Special Report The 3Ps: Printing, Production and Paper
“Because paper is a commodity, procuring it often comes down to playing a complicated numbers game,” says Terry Monahan, a sales rep for New York City-based Bulkley Dunton Publishing Group, a division of xpedx, a paper distributor.
“But it’s more than about just numbers,” Monahan continues. An educated cataloger is in the best position to make fiscally sensible decisions about paper — typically, the largest line item in catalog print production, she notes.
At this point in catalog history, when time is one of the most sacred resources and continuing education is a luxury, it’s not always easy for catalogers to justify learning all there is know about the paper market. Fortunately, Monahan says, you don’t need to become an overnight expert, but do keep these principles in mind:
Know the tradeoffs. Before you choose a sheet, discern what’s most important to you, says Monahan. “Is it the image and keeping with your brand? Is it the cost of the paper?”
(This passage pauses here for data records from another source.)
//! User repository for database operations.

use chrono::{DateTime, Utc};
use sqlx::PgPool;

use bindery_core::{Email, UserId, Username};

use super::{RepositoryError, map_unique_violation};
use crate::models::User;

const USER_COLUMNS: &str = "id, username, email, password_hash, google_id, \
     reset_code, reset_code_expires_at, created_at, updated_at";

/// Repository for user database operations.
pub struct UserRepository<'a> {
    pool: &'a PgPool,
}

impl<'a> UserRepository<'a> {
    /// Create a new user repository.
    #[must_use]
    pub const fn new(pool: &'a PgPool) -> Self {
        Self { pool }
    }

    /// Get a user by their ID.
    ///
    /// # Errors
    ///
    /// Returns `RepositoryError::Database` if the query fails.
    pub async fn get_by_id(&self, id: UserId) -> Result<Option<User>, RepositoryError> {
        let user = sqlx::query_as::<_, User>(&format!(
            "SELECT {USER_COLUMNS} FROM users WHERE id = $1"
        ))
        .bind(id.as_i32())
        .fetch_optional(self.pool)
        .await?;
        Ok(user)
    }

    /// Get a user by their username.
    ///
    /// # Errors
    ///
    /// Returns `RepositoryError::Database` if the query fails.
    pub async fn get_by_username(
        &self,
        username: &Username,
    ) -> Result<Option<User>, RepositoryError> {
        let user = sqlx::query_as::<_, User>(&format!(
            "SELECT {USER_COLUMNS} FROM users WHERE username = $1"
        ))
        .bind(username.as_str())
        .fetch_optional(self.pool)
        .await?;
        Ok(user)
    }

    /// Get a user by their email address.
    ///
    /// # Errors
    ///
    /// Returns `RepositoryError::Database` if the query fails.
    pub async fn get_by_email(&self, email: &Email) -> Result<Option<User>, RepositoryError> {
        let user = sqlx::query_as::<_, User>(&format!(
            "SELECT {USER_COLUMNS} FROM users WHERE email = $1"
        ))
        .bind(email.as_str())
        .fetch_optional(self.pool)
        .await?;
        Ok(user)
    }

    /// Get a user by their external Google identity.
    ///
    /// # Errors
    ///
    /// Returns `RepositoryError::Database` if the query fails.
    pub async fn get_by_google_id(&self, google_id: &str) -> Result<Option<User>, RepositoryError> {
        let user = sqlx::query_as::<_, User>(&format!(
            "SELECT {USER_COLUMNS} FROM users WHERE google_id = $1"
        ))
        .bind(google_id)
        .fetch_optional(self.pool)
        .await?;
        Ok(user)
    }

    /// Create a local account with a password hash.
    ///
    /// # Errors
    ///
    /// Returns `RepositoryError::Conflict` if the username or email is taken.
    pub async fn create_local(
        &self,
        username: &Username,
        email: &Email,
        password_hash: &str,
    ) -> Result<User, RepositoryError> {
        let user = sqlx::query_as::<_, User>(&format!(
            "INSERT INTO users (username, email, password_hash)
             VALUES ($1, $2, $3)
             RETURNING {USER_COLUMNS}"
        ))
        .bind(username.as_str())
        .bind(email.as_str())
        .bind(password_hash)
        .fetch_one(self.pool)
        .await
        .map_err(|e| map_unique_violation(e, "username or email already exists"))?;
        Ok(user)
    }

    /// Create an OAuth-only account (no password hash).
    ///
    /// # Errors
    ///
    /// Returns `RepositoryError::Conflict` if the username or email is taken.
    pub async fn create_oauth(
        &self,
        username: &Username,
        email: &Email,
        google_id: &str,
    ) -> Result<User, RepositoryError> {
        let user = sqlx::query_as::<_, User>(&format!(
            "INSERT INTO users (username, email, google_id)
             VALUES ($1, $2, $3)
             RETURNING {USER_COLUMNS}"
        ))
        .bind(username.as_str())
        .bind(email.as_str())
        .bind(google_id)
        .fetch_one(self.pool)
        .await
        .map_err(|e| map_unique_violation(e, "username or email already exists"))?;
        Ok(user)
    }

    /// Attach an external Google identity to an existing account.
    ///
    /// # Errors
    ///
    /// Returns `RepositoryError::NotFound` if the user does not exist.
    pub async fn set_google_id(
        &self,
        id: UserId,
        google_id: &str,
    ) -> Result<(), RepositoryError> {
        let result = sqlx::query(
            "UPDATE users SET google_id = $2, updated_at = now() WHERE id = $1",
        )
        .bind(id.as_i32())
        .bind(google_id)
        .execute(self.pool)
        .await?;
        if result.rows_affected() == 0 {
            return Err(RepositoryError::NotFound);
        }
        Ok(())
    }

    /// Update username and/or email.
    ///
    /// # Errors
    ///
    /// Returns `RepositoryError::Conflict` on a unique violation and
    /// `RepositoryError::NotFound` if the user does not exist.
    pub async fn update_profile(
        &self,
        id: UserId,
        username: Option<&Username>,
        email: Option<&Email>,
    ) -> Result<User, RepositoryError> {
        let user = sqlx::query_as::<_, User>(&format!(
            "UPDATE users
             SET username = COALESCE($2, username),
                 email = COALESCE($3, email),
                 updated_at = now()
             WHERE id = $1
             RETURNING {USER_COLUMNS}"
        ))
        .bind(id.as_i32())
        .bind(username.map(Username::as_str))
        .bind(email.map(Email::as_str))
        .fetch_optional(self.pool)
        .await
        .map_err(|e| map_unique_violation(e, "username or email already exists"))?
        .ok_or(RepositoryError::NotFound)?;
        Ok(user)
    }

    /// Replace the password hash, clearing any outstanding reset code.
    ///
    /// # Errors
    ///
    /// Returns `RepositoryError::NotFound` if the user does not exist.
    pub async fn set_password_hash(
        &self,
        id: UserId,
        password_hash: &str,
    ) -> Result<(), RepositoryError> {
        let result = sqlx::query(
            "UPDATE users
             SET password_hash = $2, reset_code = NULL, reset_code_expires_at = NULL,
                 updated_at = now()
             WHERE id = $1",
        )
        .bind(id.as_i32())
        .bind(password_hash)
        .execute(self.pool)
        .await?;
        if result.rows_affected() == 0 {
            return Err(RepositoryError::NotFound);
        }
        Ok(())
    }

    /// Store a password-reset code with its expiry.
    ///
    /// # Errors
    ///
    /// Returns `RepositoryError::NotFound` if the user does not exist.
    pub async fn set_reset_code(
        &self,
        id: UserId,
        code: &str,
        expires_at: DateTime<Utc>,
    ) -> Result<(), RepositoryError> {
        let result = sqlx::query(
            "UPDATE users
             SET reset_code = $2, reset_code_expires_at = $3, updated_at = now()
             WHERE id = $1",
        )
        .bind(id.as_i32())
        .bind(code)
        .bind(expires_at)
        .execute(self.pool)
        .await?;
        if result.rows_affected() == 0 {
            return Err(RepositoryError::NotFound);
        }
        Ok(())
    }

    /// Consume a reset code: a single atomic update that only matches an
    /// unexpired code and clears it, so a code can never be used twice.
    ///
    /// Returns the user ID when the code was valid.
    ///
    /// # Errors
    ///
    /// Returns `RepositoryError::Database` if the query fails.
    pub async fn consume_reset_code(
        &self,
        email: &Email,
        code: &str,
    ) -> Result<Option<UserId>, RepositoryError> {
        let row: Option<(i32,)> = sqlx::query_as(
            "UPDATE users
             SET reset_code = NULL, reset_code_expires_at = NULL, updated_at = now()
             WHERE email = $1 AND reset_code = $2 AND reset_code_expires_at > now()
             RETURNING id",
        )
        .bind(email.as_str())
        .bind(code)
        .fetch_optional(self.pool)
        .await?;
        Ok(row.map(|(id,)| UserId::new(id)))
    }
}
Also keep in mind quantity, delivery timing and how often the mill manufacturers the sheet, she adds. “All of these considerations must be weighed and balanced before choosing the paper for your catalog.”
• Be sure it will work. Ask your printer if it has the expertise and equipment to work with your selected stock. “Mill tech reps can be a great resource,” she continues. “They can work in conjunction with your printer to determine if the stock will run on press effectively, efficiently and affordably.”
• Test and re-test. Work with your supplier to test different paper stocks and basis weights. “Many mills are adding brightness to sheets and changing the shades of whiteness,” Monahan explains. “Know the difference between the two. And when testing, look at not only the brightness/whiteness, but also the opacity and how the overall design reproduces on it.”